[What is expected] Copy out all of the records, exactly as they appear.

[Stored items from a collection]
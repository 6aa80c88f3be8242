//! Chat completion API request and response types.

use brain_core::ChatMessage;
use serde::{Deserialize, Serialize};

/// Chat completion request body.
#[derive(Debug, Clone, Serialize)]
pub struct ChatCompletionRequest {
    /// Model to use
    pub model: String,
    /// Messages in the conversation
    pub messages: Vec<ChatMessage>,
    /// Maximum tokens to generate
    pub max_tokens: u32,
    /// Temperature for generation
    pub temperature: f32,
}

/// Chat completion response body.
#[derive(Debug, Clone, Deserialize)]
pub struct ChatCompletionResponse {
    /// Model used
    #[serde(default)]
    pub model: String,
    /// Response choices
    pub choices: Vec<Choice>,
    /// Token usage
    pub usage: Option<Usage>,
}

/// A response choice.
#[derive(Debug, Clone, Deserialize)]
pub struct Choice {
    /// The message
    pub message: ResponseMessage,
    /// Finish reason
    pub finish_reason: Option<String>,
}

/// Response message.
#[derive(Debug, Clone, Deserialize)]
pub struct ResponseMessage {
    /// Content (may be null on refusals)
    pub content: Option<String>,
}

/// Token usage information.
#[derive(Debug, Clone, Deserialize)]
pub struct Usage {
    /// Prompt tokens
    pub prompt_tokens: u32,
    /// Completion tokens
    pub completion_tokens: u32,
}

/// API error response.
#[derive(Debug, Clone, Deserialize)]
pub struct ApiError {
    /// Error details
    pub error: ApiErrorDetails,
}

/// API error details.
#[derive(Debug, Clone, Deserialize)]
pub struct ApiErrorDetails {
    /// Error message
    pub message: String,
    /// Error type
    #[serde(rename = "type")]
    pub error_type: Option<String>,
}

[Answer]
repository 6aa80c88f3be8242
//! Chat completion API request and response types.

use brain_core::ChatMessage;
use serde::{Deserialize, Serialize};

/// Chat completion request body.
#[derive(Debug, Clone, Serialize)]
pub struct ChatCompletionRequest {
    /// Model to use
    pub model: String,
    /// Messages in the conversation
    pub messages: Vec<ChatMessage>,
    /// Maximum tokens to generate
    pub max_tokens: u32,
    /// Temperature for generation
    pub temperature: f32,
}

/// Chat completion response body.
#[derive(Debug, Clone, Deserialize)]
pub struct ChatCompletionResponse {
    /// Model used
    #[serde(default)]
    pub model: String,
    /// Response choices
    pub choices: Vec<Choice>,
    /// Token usage
    pub usage: Option<Usage>,
}

/// A response choice.
#[derive(Debug, Clone, Deserialize)]
pub struct Choice {
    /// The message
    pub message: ResponseMessage,
    /// Finish reason
    pub finish_reason: Option<String>,
}

/// Response message.
#[derive(Debug, Clone, Deserialize)]
pub struct ResponseMessage {
    /// Content (may be null on refusals)
    pub content: Option<String>,
}

/// Token usage information.
#[derive(Debug, Clone, Deserialize)]
pub struct Usage {
    /// Prompt tokens
    pub prompt_tokens: u32,
    /// Completion tokens
    pub completion_tokens: u32,
}

/// API error response.
#[derive(Debug, Clone, Deserialize)]
pub struct ApiError {
    /// Error details
    pub error: ApiErrorDetails,
}

/// API error details.
#[derive(Debug, Clone, Deserialize)]
pub struct ApiErrorDetails {
    /// Error message
    pub message: String,
    /// Error type
    #[serde(rename = "type")]
    pub error_type: Option<String>,
}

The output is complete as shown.